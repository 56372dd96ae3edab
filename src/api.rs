use log::info;

use crate::coordinate::errors::ProjResult;
use crate::coordinate::{BoundingBox, CoordinateSystemFactory, CoordinateTransformer, Point};
use crate::coordinate;
use crate::utils::logger::Logger;

/// Main interface to the CoordKit library
pub struct CoordKit {
    logger: Logger,
}

impl CoordKit {
    /// Create a new CoordKit instance
    ///
    /// # Arguments
    /// * `log_file` - Optional path to log file, defaults to "coordkit.log"
    ///
    /// # Returns
    /// A CoordKit instance or an error if initialization fails
    pub fn new(log_file: Option<&str>) -> ProjResult<Self> {
        let log_path = log_file.unwrap_or("coordkit.log");
        let logger = Logger::new(log_path)?;
        Ok(CoordKit { logger })
    }

    /// Transform a coordinate between two EPSG reference systems
    ///
    /// Coordinate order follows the source system convention: longitude
    /// then latitude for geographic systems, x then y for projected ones.
    ///
    /// # Arguments
    /// * `source_epsg` - EPSG code of the system the input is expressed in
    /// * `target_epsg` - EPSG code of the system to transform into
    /// * `x` - First coordinate in source order
    /// * `y` - Second coordinate in source order
    ///
    /// # Returns
    /// The transformed (x, y) pair in target order and units, or an error
    pub fn transform(&self, source_epsg: u32, target_epsg: u32, x: f64, y: f64) -> ProjResult<(f64, f64)> {
        let source = CoordinateSystemFactory::from_epsg(source_epsg)?;
        let target = CoordinateSystemFactory::from_epsg(target_epsg)?;

        info!("Transforming ({}, {}) from {} to {}",
              x, y, source.description(), target.description());

        let transformer = CoordinateTransformer;
        let result = transformer.transform_point(&Point::new(x, y), &source, &target)?;

        self.logger.log(&format!("Transformed ({}, {}) -> ({}, {})", x, y, result.x, result.y))?;

        Ok((result.x, result.y))
    }

    /// Transform a bounding box between two EPSG reference systems
    ///
    /// # Arguments
    /// * `source_epsg` - EPSG code of the system the box is expressed in
    /// * `target_epsg` - EPSG code of the system to transform into
    /// * `bbox` - Bounding box as "minx,miny,maxx,maxy"
    ///
    /// # Returns
    /// The transformed box in the same string format, or an error
    pub fn transform_bbox(&self, source_epsg: u32, target_epsg: u32, bbox: &str) -> ProjResult<String> {
        let source = CoordinateSystemFactory::from_epsg(source_epsg)?;
        let target = CoordinateSystemFactory::from_epsg(target_epsg)?;

        let parsed = BoundingBox::from_string(bbox)?;
        let transformer = CoordinateTransformer;
        let result = transformer.transform_bbox(&parsed, &source, &target)?;

        self.logger.log(&format!("Transformed bbox {} from EPSG:{} to EPSG:{}",
                                 bbox, source_epsg, target_epsg))?;

        Ok(format!("{},{},{},{}", result.min_x, result.min_y, result.max_x, result.max_y))
    }

    /// Describe a registered EPSG reference system
    ///
    /// # Arguments
    /// * `epsg` - EPSG code to describe
    ///
    /// # Returns
    /// A human-readable description, or an error for unregistered codes
    pub fn describe_crs(&self, epsg: u32) -> ProjResult<String> {
        let crs = CoordinateSystemFactory::from_epsg(epsg)?;
        let kind = coordinate::get_crs_kind(crs.epsg_code())
            .unwrap_or_else(|| "unknown".to_string());
        Ok(format!("{}, {}, unit: {}", crs.description(), kind, crs.unit()))
    }
}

- - -

§ PROBLEM: Give only the lines from the one holding "format, or an error" through the one holding "code to describe", each restated exactly as it appears above.

§ SOLUTION TO THIS TASK:
    /// The transformed box in the same string format, or an error
    pub fn transform_bbox(&self, source_epsg: u32, target_epsg: u32, bbox: &str) -> ProjResult<String> {
        let source = CoordinateSystemFactory::from_epsg(source_epsg)?;
        let target = CoordinateSystemFactory::from_epsg(target_epsg)?;

        let parsed = BoundingBox::from_string(bbox)?;
        let transformer = CoordinateTransformer;
        let result = transformer.transform_bbox(&parsed, &source, &target)?;

        self.logger.log(&format!("Transformed bbox {} from EPSG:{} to EPSG:{}",
                                 bbox, source_epsg, target_epsg))?;

        Ok(format!("{},{},{},{}", result.min_x, result.min_y, result.max_x, result.max_y))
    }

    /// Describe a registered EPSG reference system
    ///
    /// # Arguments
    /// * `epsg` - EPSG code to describe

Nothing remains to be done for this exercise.